マトリックス ~レボリューションズ~ |
全世界同日同時刻公開という史上初の試みを行い、「始まりがあるものにはすべて終わりがある」のコピー通り、三部作完結編として「マトリックス」の終わりを告げる作品。
「リローデット」のラストでセンティネルの大軍団を超能力で停止させ、同時に気を失ってしまったネオ。そのネオを救うためにトリニティとモーフィアスはオラクルのボディ・ガードであるセラフと共にメロビンジアンに会いに行く。
ネオの救出に成功した3人だったが、ネオとトリニティはマシン・シティに行くことを決意し、モーフィアスはザイオンを守るために戦うことを決意する。
一方、エージェント・スミスはザイオン側の人間を乗っ取り、現実世界にも進出する。そしてセンティネルの大軍団もザイオンに到着し、仮想現実vs実現実、人間vs機械、そしてネオvsスミス、それぞれの対決がそれぞれの結末を迎える・・・。
一言で言えば、盛りだくさんのストーリー展開と素晴らしい映像美と腑に落ちないエンディングだった。
まずストーリー展開だが、三部作完結編ということで今までの謎を解決したり、ネオとトリニティーの恋愛はもちろんだが、ザイオンを守るために戦う人間たちのドラマが派手なアクションや戦闘シーンの所々に散りばめられていて、見所は多い。主だったところを挙げるとミフネと16歳の少年キッド、ロケットの砲弾を手にしたジー、ネブカデネザル号におけるモーフィアスとナイオビ、といったところ。
映像美に関しては、前二作でも今までに見たことのない斬新な映像が展開されていたが、今回は前二作の映像が陳腐なものに見えてしまうほど素晴らしい映像が目の前のスクリーンで展開される。
トリニティ、モーフィアス、セラフの3人がメロビンジアンの元に乗り込んでネオを奪還しようとする戦闘シーンは、トリニティーのジャンプ・キックや銃弾によって砕け散る柱など、一作目のエレベーターホールでの戦闘シーンを彷彿とさせる、それをパワーアップした感じの映像だ。

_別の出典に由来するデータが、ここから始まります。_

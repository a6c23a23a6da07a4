use axum::http::StatusCode;
use axum::response::IntoResponse;
use serde_json::json;

use tierlink_infra::{StoreError, TransferError};

pub fn transfer_error_to_response(err: TransferError) -> axum::response::Response {
    match err {
        TransferError::MalformedIdentifier(msg) => {
            json_error(StatusCode::BAD_REQUEST, "malformed_identifier", msg)
        }
        TransferError::MissingRecord(id) => json_error(
            StatusCode::NOT_FOUND,
            "not_found",
            format!("no entitlement record for guild {id}"),
        ),
        TransferError::Rejected(reason) => {
            json_error(StatusCode::UNPROCESSABLE_ENTITY, reason.code(), reason.to_string())
        }
        TransferError::Store(StoreError::Conflict(msg)) => {
            json_error(StatusCode::CONFLICT, "conflict", msg)
        }
        TransferError::Store(e) => {
            tracing::error!(error = %e, "entitlement store failure");
            json_error(StatusCode::INTERNAL_SERVER_ERROR, "store_error", e.to_string())
        }
    }
}

pub fn json_error(
    status: StatusCode,
    code: &'static str,
    message: impl Into<String>,
) -> axum::response::Response {
    (
        status,
        axum::Json(json!({
            "error": code,
            "message": message.into(),
        })),
    )
        .into_response()
}
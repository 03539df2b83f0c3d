//! Simulated trajectory executor
//!
//! An in-process [`ActionChannel`] that plays goals back against a simple
//! time model: accept, report one progress event per waypoint at a fixed
//! interval, then succeed. Rejection and mid-trajectory aborts can be
//! configured. Used for dry runs, tests and the `trajd_sim` TCP executor.

use crate::channel::{
    ActionChannel, FeedbackEvent, FeedbackStream, GoalId, ResultEvent, TrajectoryFeedback,
};
use crate::config::SimulatorConfig;
use crate::error::ChannelError;
use crate::goal::TrajectoryGoal;
use async_trait::async_trait;
use futures::channel::{mpsc, oneshot};
use futures::StreamExt;
use std::collections::HashMap;
use std::sync::Arc;
use std::time::Duration;
use tokio::sync::Mutex;
use tracing::{debug, info, warn};

/// How the simulated executor treats incoming goals
#[derive(Debug, Clone)]
pub struct SimBehavior {
    /// Time spent moving to each waypoint
    pub point_interval: Duration,
    /// Reject every goal with this reason
    pub reject_reason: Option<String>,
    /// Abort when reaching this waypoint index, with a reason
    pub abort_at: Option<(usize, String)>,
}

impl Default for SimBehavior {
    fn default() -> Self {
        Self {
            point_interval: Duration::from_millis(100),
            reject_reason: None,
            abort_at: None,
        }
    }
}

impl From<&SimulatorConfig> for SimBehavior {
    fn from(config: &SimulatorConfig) -> Self {
        Self {
            point_interval: Duration::from_millis(config.point_interval_ms()),
            reject_reason: config.reject_reason.clone(),
            abort_at: config
                .abort_at_waypoint
                .map(|index| (index, format!("simulated fault at waypoint {}", index))),
        }
    }
}

/// Per-goal plumbing kept until the client picks it up
struct SimGoal {
    events: Option<mpsc::UnboundedReceiver<FeedbackEvent>>,
    result: Option<oneshot::Receiver<ResultEvent>>,
    cancel: Option<oneshot::Sender<()>>,
}

#[derive(Clone, Default)]
pub struct SimulatedExecutor {
    behavior: SimBehavior,
    goals: Arc<Mutex<HashMap<GoalId, SimGoal>>>,
    cancel_requests: Arc<Mutex<Vec<GoalId>>>,
}

impl SimulatedExecutor {
    pub fn new(behavior: SimBehavior) -> Self {
        Self {
            behavior,
            goals: Arc::new(Mutex::new(HashMap::new())),
            cancel_requests: Arc::new(Mutex::new(Vec::new())),
        }
    }

    /// Start executing `goal` under a caller-chosen id
    pub async fn submit(&self, id: GoalId, goal: TrajectoryGoal) -> Result<(), ChannelError> {
        let mut goals = self.goals.lock().await;
        if goals.contains_key(&id) {
            return Err(ChannelError::Send(format!("goal {} already submitted", id)));
        }

        let (event_tx, event_rx) = mpsc::unbounded();
        let (result_tx, result_rx) = oneshot::channel();
        let (cancel_tx, cancel_rx) = oneshot::channel();
        goals.insert(
            id,
            SimGoal {
                events: Some(event_rx),
                result: Some(result_rx),
                cancel: Some(cancel_tx),
            },
        );
        drop(goals);

        info!("Simulating goal {} ({} waypoints)", id, goal.waypoints().len());
        tokio::spawn(run_goal(
            self.behavior.clone(),
            id,
            goal,
            event_tx,
            result_tx,
            cancel_rx,
        ));
        Ok(())
    }

    /// Every cancel request received, in order, including repeats
    pub async fn cancel_requests(&self) -> Vec<GoalId> {
        self.cancel_requests.lock().await.clone()
    }
}

#[async_trait]
impl ActionChannel for SimulatedExecutor {
    async fn send(&self, goal: &TrajectoryGoal) -> Result<GoalId, ChannelError> {
        let id = GoalId::new();
        self.submit(id, goal.clone()).await?;
        Ok(id)
    }

    async fn subscribe_feedback(&self, goal: &GoalId) -> Result<FeedbackStream, ChannelError> {
        let mut goals = self.goals.lock().await;
        let events = goals
            .get_mut(goal)
            .and_then(|entry| entry.events.take())
            .ok_or_else(|| ChannelError::UnknownGoal(goal.to_string()))?;
        Ok(events.boxed())
    }

    async fn cancel(&self, goal: &GoalId) -> Result<(), ChannelError> {
        self.cancel_requests.lock().await.push(*goal);

        let mut goals = self.goals.lock().await;
        let entry = goals
            .get_mut(goal)
            .ok_or_else(|| ChannelError::UnknownGoal(goal.to_string()))?;
        match entry.cancel.take() {
            Some(cancel) => {
                // Err means the goal already finished; nothing to stop.
                let _ = cancel.send(());
            }
            None => debug!("Goal {} already asked to cancel", goal),
        }
        Ok(())
    }

    async fn await_result(&self, goal: &GoalId) -> Result<ResultEvent, ChannelError> {
        let result = {
            let mut goals = self.goals.lock().await;
            goals
                .get_mut(goal)
                .and_then(|entry| entry.result.take())
                .ok_or_else(|| ChannelError::UnknownGoal(goal.to_string()))?
        };
        result.await.map_err(|_| ChannelError::Disconnected)
    }

    async fn release(&self, goal: &GoalId) {
        if let Some(entry) = self.goals.lock().await.remove(goal) {
            // A goal released mid-flight stops like a canceled one.
            if let Some(cancel) = entry.cancel {
                let _ = cancel.send(());
            }
        }
    }
}

async fn run_goal(
    behavior: SimBehavior,
    id: GoalId,
    goal: TrajectoryGoal,
    events: mpsc::UnboundedSender<FeedbackEvent>,
    result: oneshot::Sender<ResultEvent>,
    mut cancel: oneshot::Receiver<()>,
) {
    if let Some(reason) = behavior.reject_reason {
        info!("Rejecting goal {}: {}", id, reason);
        let _ = events.unbounded_send(FeedbackEvent::Rejected { reason: Some(reason) });
        return;
    }
    let _ = events.unbounded_send(FeedbackEvent::Accepted);

    for (index, point) in goal.waypoints().iter().enumerate() {
        if let Some((abort_index, reason)) = &behavior.abort_at {
            if *abort_index == index {
                warn!("Aborting goal {} at waypoint {}: {}", id, index, reason);
                let _ = result.send(ResultEvent::Aborted { reason: Some(reason.clone()) });
                return;
            }
        }

        tokio::select! {
            _ = tokio::time::sleep(behavior.point_interval) => {}
            _ = &mut cancel => {
                info!("Goal {} canceled at waypoint {}", id, index);
                let _ = result.send(ResultEvent::Canceled {
                    reason: Some("cancel requested".to_string()),
                });
                return;
            }
        }

        let _ = events.unbounded_send(FeedbackEvent::Progress(TrajectoryFeedback {
            waypoint_index: index,
            desired: point.positions.clone(),
            actual: Some(point.positions.clone()),
        }));
    }

    debug!("Goal {} reached its final waypoint", id);
    let _ = result.send(ResultEvent::Succeeded);
}

#[cfg(test)]
mod tests {
    use super::*;
    use crate::goal::StartTime;
    use crate::waypoint::{AxisOrdering, Waypoint, WaypointSet};

    fn goal(points: usize) -> TrajectoryGoal {
        let axes = AxisOrdering::new(["lift", "extension"]).unwrap();
        let mut set = WaypointSet::for_axes(&axes);
        for i in 0..points {
            set.add(Waypoint::new([i as f64 * 0.1, 0.0])).unwrap();
        }
        TrajectoryGoal::new(axes, set, "base_link", StartTime::Immediate).unwrap()
    }

    #[tokio::test(start_paused = true)]
    async fn test_events_then_success() {
        let sim = SimulatedExecutor::default();
        let id = sim.send(&goal(3)).await.unwrap();
        let events: Vec<_> = sim.subscribe_feedback(&id).await.unwrap().collect().await;

        assert_eq!(events[0], FeedbackEvent::Accepted);
        assert_eq!(events.len(), 4);
        assert!(matches!(
            &events[3],
            FeedbackEvent::Progress(TrajectoryFeedback { waypoint_index: 2, .. })
        ));
        assert_eq!(sim.await_result(&id).await.unwrap(), ResultEvent::Succeeded);
    }

    #[tokio::test(start_paused = true)]
    async fn test_abort_at_waypoint() {
        let sim = SimulatedExecutor::new(SimBehavior {
            abort_at: Some((1, "lift stalled".to_string())),
            ..SimBehavior::default()
        });
        let id = sim.send(&goal(3)).await.unwrap();
        assert_eq!(
            sim.await_result(&id).await.unwrap(),
            ResultEvent::Aborted { reason: Some("lift stalled".to_string()) }
        );
    }

    #[tokio::test(start_paused = true)]
    async fn test_released_goals_are_pruned() {
        let sim = SimulatedExecutor::default();
        let id = sim.send(&goal(2)).await.unwrap();
        assert_eq!(sim.await_result(&id).await.unwrap(), ResultEvent::Succeeded);

        sim.release(&id).await;
        assert!(sim.goals.lock().await.is_empty());
        assert!(matches!(sim.cancel(&id).await, Err(ChannelError::UnknownGoal(_))));
    }

    #[tokio::test]
    async fn test_unknown_goal() {
        let sim = SimulatedExecutor::default();
        let err = sim.await_result(&GoalId::new()).await.unwrap_err();
        assert!(matches!(err, ChannelError::UnknownGoal(_)));
    }
}
//! TCP action channel
//!
//! Talks the [`crate::wire`] JSON-lines protocol to a remote executor over a
//! single connection. A background task reads executor messages and routes
//! them to per-goal feedback streams and result slots. When the connection
//! drops, every route is discarded so in-flight dispatches fail with
//! [`ChannelError::Disconnected`] instead of waiting for their timeout.

use crate::channel::{ActionChannel, FeedbackEvent, FeedbackStream, GoalId, ResultEvent};
use crate::config::ConnectionConfig;
use crate::error::ChannelError;
use crate::goal::TrajectoryGoal;
use crate::wire::{self, ClientMessage, ExecutorMessage, Routed};
use async_trait::async_trait;
use futures::channel::{mpsc, oneshot};
use futures::StreamExt;
use std::collections::HashMap;
use std::sync::atomic::{AtomicBool, Ordering};
use std::sync::Arc;
use tokio::io::{AsyncBufReadExt, AsyncWriteExt, BufReader};
use tokio::net::tcp::{OwnedReadHalf, OwnedWriteHalf};
use tokio::net::TcpStream;
use tokio::sync::Mutex;
use tokio::task::JoinHandle;
use tracing::{debug, error, info, warn};

/// Default port of the executor bridge
pub const DEFAULT_EXECUTOR_PORT: u16 = 7450;

/// Senders stay with the reader task, receivers wait here until the client claims them
struct GoalRoute {
    events_tx: Option<mpsc::UnboundedSender<FeedbackEvent>>,
    events_rx: Option<mpsc::UnboundedReceiver<FeedbackEvent>>,
    result_tx: Option<oneshot::Sender<ResultEvent>>,
    result_rx: Option<oneshot::Receiver<ResultEvent>>,
}

impl GoalRoute {
    fn new() -> Self {
        let (events_tx, events_rx) = mpsc::unbounded();
        let (result_tx, result_rx) = oneshot::channel();
        Self {
            events_tx: Some(events_tx),
            events_rx: Some(events_rx),
            result_tx: Some(result_tx),
            result_rx: Some(result_rx),
        }
    }

    /// No more messages are expected and the client has taken both receivers
    fn is_spent(&self) -> bool {
        self.events_tx.is_none()
            && self.result_tx.is_none()
            && self.events_rx.is_none()
            && self.result_rx.is_none()
    }
}

type Routes = Arc<Mutex<HashMap<GoalId, GoalRoute>>>;

pub struct TcpActionChannel {
    addr: String,
    writer: Mutex<OwnedWriteHalf>,
    routes: Routes,
    connected: Arc<AtomicBool>,
    reader: JoinHandle<()>,
}

impl TcpActionChannel {
    /// Connect to the executor at `addr`, retrying per `config`
    pub async fn connect(addr: &str, config: &ConnectionConfig) -> Result<Self, ChannelError> {
        let attempts = config.retry_attempts.max(1);
        let mut last_error = String::new();

        for attempt in 1..=attempts {
            match tokio::time::timeout(config.timeout(), TcpStream::connect(addr)).await {
                Ok(Ok(stream)) => {
                    info!("Connected to executor at {}", addr);
                    return Self::from_stream(addr, stream);
                }
                Ok(Err(e)) => last_error = e.to_string(),
                Err(_) => last_error = format!("timed out after {:.1}s", config.timeout),
            }

            warn!("Connection attempt {}/{} to {} failed: {}", attempt, attempts, addr, last_error);
            if attempt < attempts {
                tokio::time::sleep(config.retry_delay()).await;
            }
        }

        Err(ChannelError::Connect {
            addr: addr.to_string(),
            reason: last_error,
        })
    }

    /// Wrap an already connected stream
    pub fn from_stream(addr: &str, stream: TcpStream) -> Result<Self, ChannelError> {
        stream.set_nodelay(true)?;
        let (read_half, write_half) = stream.into_split();
        let routes: Routes = Arc::new(Mutex::new(HashMap::new()));
        let connected = Arc::new(AtomicBool::new(true));

        let reader = tokio::spawn(read_loop(
            read_half,
            Arc::clone(&routes),
            Arc::clone(&connected),
        ));

        Ok(Self {
            addr: addr.to_string(),
            writer: Mutex::new(write_half),
            routes,
            connected,
            reader,
        })
    }

    pub fn is_connected(&self) -> bool {
        self.connected.load(Ordering::Acquire)
    }

    async fn write_message(&self, message: &ClientMessage) -> Result<(), ChannelError> {
        if !self.is_connected() {
            return Err(ChannelError::Disconnected);
        }
        let line = wire::encode(message)?;
        let mut writer = self.writer.lock().await;
        writer
            .write_all(line.as_bytes())
            .await
            .map_err(|e| ChannelError::Send(e.to_string()))?;
        writer.flush().await.map_err(|e| ChannelError::Send(e.to_string()))
    }

    /// Error for a goal with no claimable route
    fn missing_route(&self, goal: &GoalId) -> ChannelError {
        if self.is_connected() {
            ChannelError::UnknownGoal(goal.to_string())
        } else {
            ChannelError::Disconnected
        }
    }
}

#[async_trait]
impl ActionChannel for TcpActionChannel {
    async fn send(&self, goal: &TrajectoryGoal) -> Result<GoalId, ChannelError> {
        let goal_id = GoalId::new();
        // Register first so a fast executor reply always finds its route.
        self.routes.lock().await.insert(goal_id, GoalRoute::new());

        let message = ClientMessage::SendGoal { goal_id, goal: goal.clone() };
        if let Err(e) = self.write_message(&message).await {
            self.routes.lock().await.remove(&goal_id);
            return Err(e);
        }
        debug!("Wrote goal {} to {}", goal_id, self.addr);
        Ok(goal_id)
    }

    async fn subscribe_feedback(&self, goal: &GoalId) -> Result<FeedbackStream, ChannelError> {
        let mut routes = self.routes.lock().await;
        let events = routes
            .get_mut(goal)
            .and_then(|route| route.events_rx.take())
            .ok_or_else(|| self.missing_route(goal))?;
        Ok(events.boxed())
    }

    async fn cancel(&self, goal: &GoalId) -> Result<(), ChannelError> {
        self.write_message(&ClientMessage::CancelGoal { goal_id: *goal }).await
    }

    async fn await_result(&self, goal: &GoalId) -> Result<ResultEvent, ChannelError> {
        let result = {
            let mut routes = self.routes.lock().await;
            let route = routes.get_mut(goal).ok_or_else(|| self.missing_route(goal))?;
            let result = route.result_rx.take().ok_or_else(|| self.missing_route(goal))?;
            if route.is_spent() {
                routes.remove(goal);
            }
            result
        };
        // The sender is dropped when the connection is lost.
        result.await.map_err(|_| ChannelError::Disconnected)
    }

    async fn release(&self, goal: &GoalId) {
        let mut routes = self.routes.lock().await;
        if routes.remove(goal).is_some() {
            debug!("Released goal {} ({} route(s) open)", goal, routes.len());
        }
    }
}

impl Drop for TcpActionChannel {
    fn drop(&mut self) {
        self.reader.abort();
    }
}

async fn read_loop(reader: OwnedReadHalf, routes: Routes, connected: Arc<AtomicBool>) {
    let mut lines = BufReader::new(reader).lines();

    loop {
        match lines.next_line().await {
            Ok(Some(line)) => {
                if line.trim().is_empty() {
                    continue;
                }
                match wire::decode::<ExecutorMessage>(&line) {
                    Ok(message) => route_message(&routes, message).await,
                    Err(e) => warn!("Ignoring executor message: {}", e),
                }
            }
            Ok(None) => {
                warn!("Executor closed the connection");
                break;
            }
            Err(e) => {
                error!("Executor connection error: {}", e);
                break;
            }
        }
    }

    connected.store(false, Ordering::Release);
    let mut routes = routes.lock().await;
    if !routes.is_empty() {
        warn!("Dropping {} goal route(s) after disconnect", routes.len());
    }
    routes.clear();
}

async fn route_message(routes: &Routes, message: ExecutorMessage) {
    let goal_id = message.goal_id();
    let mut routes = routes.lock().await;
    let Some(route) = routes.get_mut(&goal_id) else {
        debug!("Message for unknown goal {} ignored", goal_id);
        return;
    };

    match Routed::from(message) {
        Routed::Event(event) => {
            let terminal = matches!(event, FeedbackEvent::Rejected { .. });
            if let Some(events_tx) = &route.events_tx {
                let _ = events_tx.unbounded_send(event);
            }
            if terminal {
                route.events_tx = None;
                route.result_tx = None;
            }
        }
        Routed::Result(result) => {
            if let Some(result_tx) = route.result_tx.take() {
                let _ = result_tx.send(result);
            }
            route.events_tx = None;
        }
    }

    if route.is_spent() {
        routes.remove(&goal_id);
    }
}

#[cfg(test)]
mod tests {
    use super::*;
    use crate::dispatcher::TrajectoryDispatcher;
    use crate::executor_server;
    use crate::goal::StartTime;
    use crate::sim::{SimBehavior, SimulatedExecutor};
    use crate::state::ExecutionOutcome;
    use crate::waypoint::{Waypoint, WaypointSet};
    use std::time::Duration;
    use tokio::net::TcpListener;

    async fn channel_to(sim: SimulatedExecutor) -> Arc<TcpActionChannel> {
        let listener = TcpListener::bind("127.0.0.1:0").await.unwrap();
        let addr = listener.local_addr().unwrap().to_string();
        tokio::spawn(executor_server::serve(listener, sim));
        let config = ConnectionConfig { timeout: 1.0, retry_attempts: 1, retry_delay: 0.1 };
        Arc::new(TcpActionChannel::connect(&addr, &config).await.unwrap())
    }

    fn goal() -> TrajectoryGoal {
        let set = WaypointSet::from_points(2, [Waypoint::new([0.2, 0.0])]).unwrap();
        TrajectoryDispatcher::build_goal(["lift", "yaw"], set, "base_link", StartTime::Immediate)
            .unwrap()
    }

    #[tokio::test]
    async fn test_rejected_goals_leave_no_routes() {
        let channel = channel_to(SimulatedExecutor::new(SimBehavior {
            reject_reason: Some("busy".to_string()),
            ..SimBehavior::default()
        }))
        .await;
        let dispatcher = TrajectoryDispatcher::from_arc(channel.clone());

        let goal = goal();
        for _ in 0..5 {
            let outcome = dispatcher.dispatch(&goal, Some(Duration::from_secs(5))).await.unwrap();
            assert_eq!(outcome, ExecutionOutcome::Rejected(Some("busy".to_string())));
        }
        assert!(channel.routes.lock().await.is_empty());
    }

    #[tokio::test]
    async fn test_timed_out_goal_leaves_no_route() {
        let channel = channel_to(SimulatedExecutor::new(SimBehavior {
            point_interval: Duration::from_secs(60),
            ..SimBehavior::default()
        }))
        .await;
        let dispatcher = TrajectoryDispatcher::from_arc(channel.clone());

        let outcome = dispatcher.dispatch(&goal(), Some(Duration::ZERO)).await.unwrap();
        assert_eq!(outcome, ExecutionOutcome::TimedOut);
        assert!(channel.routes.lock().await.is_empty());
    }
}
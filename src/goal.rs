//! The wire-level trajectory request

use crate::error::ValidationError;
use crate::waypoint::{AxisOrdering, WaypointSet, Waypoints};
use chrono::{DateTime, Utc};
use serde::{Deserialize, Serialize};

/// When the executor should consider the trajectory to begin.
#[derive(Debug, Clone, Copy, PartialEq, Eq, Default, Serialize, Deserialize)]
#[serde(rename_all = "snake_case", tag = "kind", content = "stamp")]
pub enum StartTime {
    /// Zero stamp: start as soon as the goal is accepted
    #[default]
    Immediate,
    At(DateTime<Utc>),
}

impl StartTime {
    pub fn is_immediate(&self) -> bool {
        matches!(self, StartTime::Immediate)
    }
}

/// An immutable, validated trajectory goal.
///
/// Fields are private so a goal can only come out of [`TrajectoryGoal::new`]
/// (or deserialization, which goes through it).
#[derive(Debug, Clone, PartialEq, Serialize)]
pub struct TrajectoryGoal {
    axes: AxisOrdering,
    points: Waypoints,
    frame_id: String,
    start_time: StartTime,
}

impl TrajectoryGoal {
    pub fn new(
        axes: AxisOrdering,
        waypoints: WaypointSet,
        frame_id: impl Into<String>,
        start_time: StartTime,
    ) -> Result<Self, ValidationError> {
        if waypoints.axis_count() != axes.len() {
            return Err(ValidationError::AxisCountMismatch {
                ordering_axes: axes.len(),
                waypoint_axes: waypoints.axis_count(),
            });
        }
        let points = waypoints.finalize()?;

        Ok(Self {
            axes,
            points,
            frame_id: frame_id.into(),
            start_time,
        })
    }

    pub fn axes(&self) -> &AxisOrdering {
        &self.axes
    }

    pub fn waypoints(&self) -> &Waypoints {
        &self.points
    }

    pub fn frame_id(&self) -> &str {
        &self.frame_id
    }

    pub fn start_time(&self) -> StartTime {
        self.start_time
    }
}

impl<'de> Deserialize<'de> for TrajectoryGoal {
    fn deserialize<D>(deserializer: D) -> Result<Self, D::Error>
    where
        D: serde::Deserializer<'de>,
    {
        #[derive(Deserialize)]
        struct Raw {
            axes: AxisOrdering,
            points: Waypoints,
            #[serde(default)]
            frame_id: String,
            #[serde(default)]
            start_time: StartTime,
        }

        let raw = Raw::deserialize(deserializer)?;
        let set = WaypointSet::from_points(raw.axes.len(), raw.points.iter().cloned())
            .map_err(serde::de::Error::custom)?;
        TrajectoryGoal::new(raw.axes, set, raw.frame_id, raw.start_time)
            .map_err(serde::de::Error::custom)
    }
}

#[cfg(test)]
mod tests {
    use super::*;
    use crate::waypoint::Waypoint;

    fn axes() -> AxisOrdering {
        AxisOrdering::new(["joint_lift", "wrist_extension", "joint_wrist_yaw"]).unwrap()
    }

    #[test]
    fn test_axis_count_mismatch() {
        let mut set = WaypointSet::new(2);
        set.add(Waypoint::new([0.1, 0.2])).unwrap();
        let err = TrajectoryGoal::new(axes(), set, "base_link", StartTime::Immediate).unwrap_err();
        assert_eq!(
            err,
            ValidationError::AxisCountMismatch { ordering_axes: 3, waypoint_axes: 2 }
        );
    }

    #[test]
    fn test_goal_json_roundtrip_keeps_points() {
        let mut set = WaypointSet::for_axes(&axes());
        set.add(Waypoint::new([0.2, 0.0, 3.4])).unwrap();
        set.add(Waypoint::new([0.6, 0.3, 0.0]).with_velocities([0.1, 0.1, 0.1])).unwrap();
        let goal = TrajectoryGoal::new(axes(), set, "base_link", StartTime::Immediate).unwrap();

        let json = serde_json::to_string(&goal).unwrap();
        let parsed: TrajectoryGoal = serde_json::from_str(&json).unwrap();
        assert_eq!(parsed, goal);
    }

    #[test]
    fn test_deserialize_rejects_short_point() {
        let json = r#"{
            "axes": ["a", "b"],
            "points": [{"positions": [0.0, 1.0]}, {"positions": [0.0]}],
            "frame_id": "base_link"
        }"#;
        let err = serde_json::from_str::<TrajectoryGoal>(json).unwrap_err();
        assert!(err.to_string().contains("expected 2 positions"));
    }

    #[test]
    fn test_start_time_json_shape() {
        assert!(StartTime::default().is_immediate());
        let json = serde_json::to_value(StartTime::Immediate).unwrap();
        assert_eq!(json["kind"], "immediate");
    }
}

センティネルとザイオンの戦いは日本のロボットアニメ、ネオとスミスの対決はドラゴンボールの界王拳を使った岩場における悟空vsべジータ、といった日本の漫画を実写化したらきっとこうなるだろうという今までにない素晴らしい映像だった。早いテンポの格闘シーンというのは得てしてわかりにくくなるのだが、ネオとスミスの対決は途中スローモーションをいれて、(これもアニメの影響だろうか?)今までの「マトリックス」以上に一挙手一投足がわかりやすい映像となっている。
また2人の戦闘シーンを印象付けるものにもうひとつ雨がある。雨の飛沫に光を当てることでドラゴン・ボールでいうところの"気"の実体化のような映像に仕上がっていて、とてもエキサイティングなシーンになった。
が、しかし前二作では非常に緻密に、かつ論理的に描かれていたストーリー展開が、最後の最後で良く言えば、神秘的かつ、メルヘンチックに、悪く言えば、非論理的かつ、大雑把になっており、見終わった後に頭の中に"?"が残る終わり方になってしまった。
最後の最後のメルヘンチックな終わり方は、見た人それぞれの解釈に任せますという受け止め方もできるが、ネオとスミスの戦いの結末は今までの緻密かつ論理的な二人のストーリー展開は何だったんだ?と思わずにはいられない終わり方で、最後の最後でがっかりさせられた。二人のきちんとした結末を描けていれば、満点だったのだが・・・。
とはいえ、それ以外の点はストーリーも映像も驚嘆の連続で、今までにない新世紀の映画の三部作完結編としては、納得のいくできだったと思う。